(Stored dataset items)
****************************************

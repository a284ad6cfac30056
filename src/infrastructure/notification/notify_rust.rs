//! Cross-platform notification adapter using notify-rust
//!
//! Works on Windows, macOS, and Linux. Notifications are only shown on a
//! registered channel. On freedesktop (XDG) platforms a repeated post with
//! the same `NotificationId` replaces the earlier notification; macOS and
//! Windows stack them. The default sound is attached on every platform.
//! High importance maps to normal urgency, since critical notifications
//! stay on screen until dismissed.

use std::collections::HashMap;
use std::sync::Mutex;

use async_trait::async_trait;
#[cfg(all(unix, not(target_os = "macos")))]
use notify_rust::{Hint, Urgency};

use super::NOTIFICATION_ICON;
use crate::application::ports::{NotificationError, Notifier};
use crate::domain::config::DEFAULT_APP_NAME;
use crate::domain::notification::{
    ChannelDescriptor, ChannelRegistry, NotificationId, NotificationRequest, Registration,
};
#[cfg(all(unix, not(target_os = "macos")))]
use crate::domain::notification::Importance;

/// Sound attached to timer notifications
#[cfg(all(unix, not(target_os = "macos")))]
const SOUND_NAME: &str = super::XDG_SOUND_NAME;

/// Sound attached to timer notifications
#[cfg(not(all(unix, not(target_os = "macos"))))]
const SOUND_NAME: &str = "Default";

/// Cross-platform notifier using notify-rust
pub struct NotifyRustNotifier {
    /// Fallback application name when the channel has no display name
    app_name: String,
    registry: Mutex<ChannelRegistry>,
    /// Server-assigned handle ids of live notifications
    handles: Mutex<HashMap<NotificationId, u32>>,
}

impl NotifyRustNotifier {
    /// Create a new notify-rust notifier
    pub fn new() -> Self {
        Self::with_app_name(DEFAULT_APP_NAME)
    }

    /// Create with custom app name
    pub fn with_app_name(app_name: impl Into<String>) -> Self {
        Self {
            app_name: app_name.into(),
            registry: Mutex::new(ChannelRegistry::new()),
            handles: Mutex::new(HashMap::new()),
        }
    }

    /// Application name to show for a channel
    fn app_name_for(&self, channel_id: &str) -> Result<String, NotificationError> {
        let registry = self.registry.lock().unwrap_or_else(|e| e.into_inner());
        let channel = registry
            .get(channel_id)
            .ok_or_else(|| NotificationError::ChannelNotRegistered(channel_id.to_string()))?;

        if channel.name.trim().is_empty() {
            Ok(self.app_name.clone())
        } else {
            Ok(channel.name.clone())
        }
    }

    fn previous_handle(&self, id: NotificationId) -> Option<u32> {
        self.handles
            .lock()
            .unwrap_or_else(|e| e.into_inner())
            .get(&id)
            .copied()
    }

    fn remember_handle(&self, id: NotificationId, handle: u32) {
        self.handles
            .lock()
            .unwrap_or_else(|e| e.into_inner())
            .insert(id, handle);
    }
}

impl Default for NotifyRustNotifier {
    fn default() -> Self {
        Self::new()
    }
}

#[cfg(all(unix, not(target_os = "macos")))]
fn urgency_for(importance: Importance) -> Urgency {
    match importance {
        Importance::Low => Urgency::Low,
        Importance::Default | Importance::High => Urgency::Normal,
    }
}

// Not resident: clicking the notification dismisses it
#[cfg(all(unix, not(target_os = "macos")))]
fn resident_hint(request: &NotificationRequest) -> Hint {
    Hint::Resident(!request.auto_cancel)
}

fn sound_for(request: &NotificationRequest) -> Option<&'static str> {
    request.sound.then_some(SOUND_NAME)
}

/// Show a notification (called from spawn_blocking).
///
/// Returns the server handle id where the platform exposes one.
#[cfg_attr(not(all(unix, not(target_os = "macos"))), allow(unused_variables))]
fn show_sync(
    app_name: &str,
    request: &NotificationRequest,
    replaces: Option<u32>,
) -> Result<Option<u32>, NotificationError> {
    let mut notification = notify_rust::Notification::new();
    notification
        .appname(app_name)
        .summary(&request.title)
        .body(&request.body)
        .icon(NOTIFICATION_ICON);
    if let Some(sound) = sound_for(request) {
        notification.sound_name(sound);
    }

    #[cfg(all(unix, not(target_os = "macos")))]
    {
        notification.urgency(urgency_for(request.importance));
        notification.hint(resident_hint(request));
        if let Some(id) = replaces {
            notification.id(id);
        }

        let handle = notification
            .show()
            .map_err(|e| NotificationError::SendFailed(e.to_string()))?;
        Ok(Some(handle.id()))
    }

    #[cfg(not(all(unix, not(target_os = "macos"))))]
    {
        notification
            .show()
            .map_err(|e| NotificationError::SendFailed(e.to_string()))?;
        Ok(None)
    }
}

#[async_trait]
impl Notifier for NotifyRustNotifier {
    fn requires_channel(&self) -> bool {
        true
    }

    async fn register_channel(
        &self,
        descriptor: &ChannelDescriptor,
    ) -> Result<Registration, NotificationError> {
        let mut registry = self.registry.lock().unwrap_or_else(|e| e.into_inner());
        Ok(registry.register(descriptor))
    }

    async fn post(&self, request: &NotificationRequest) -> Result<(), NotificationError> {
        let app_name = self.app_name_for(&request.channel_id)?;
        let replaces = self.previous_handle(request.id);
        let owned = request.clone();

        // notify-rust operations can block, so run in spawn_blocking
        let handle = tokio::task::spawn_blocking(move || show_sync(&app_name, &owned, replaces))
            .await
            .map_err(|e| NotificationError::SendFailed(format!("Task join error: {}", e)))??;

        if let Some(handle) = handle {
            self.remember_handle(request.id, handle);
        }

        Ok(())
    }
}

****************************************

▶ [What you will do]:
Copy all lines above containing the string "Create".

▶ [Solution for this task]:
    /// Create a new notify-rust notifier
    /// Create with custom app name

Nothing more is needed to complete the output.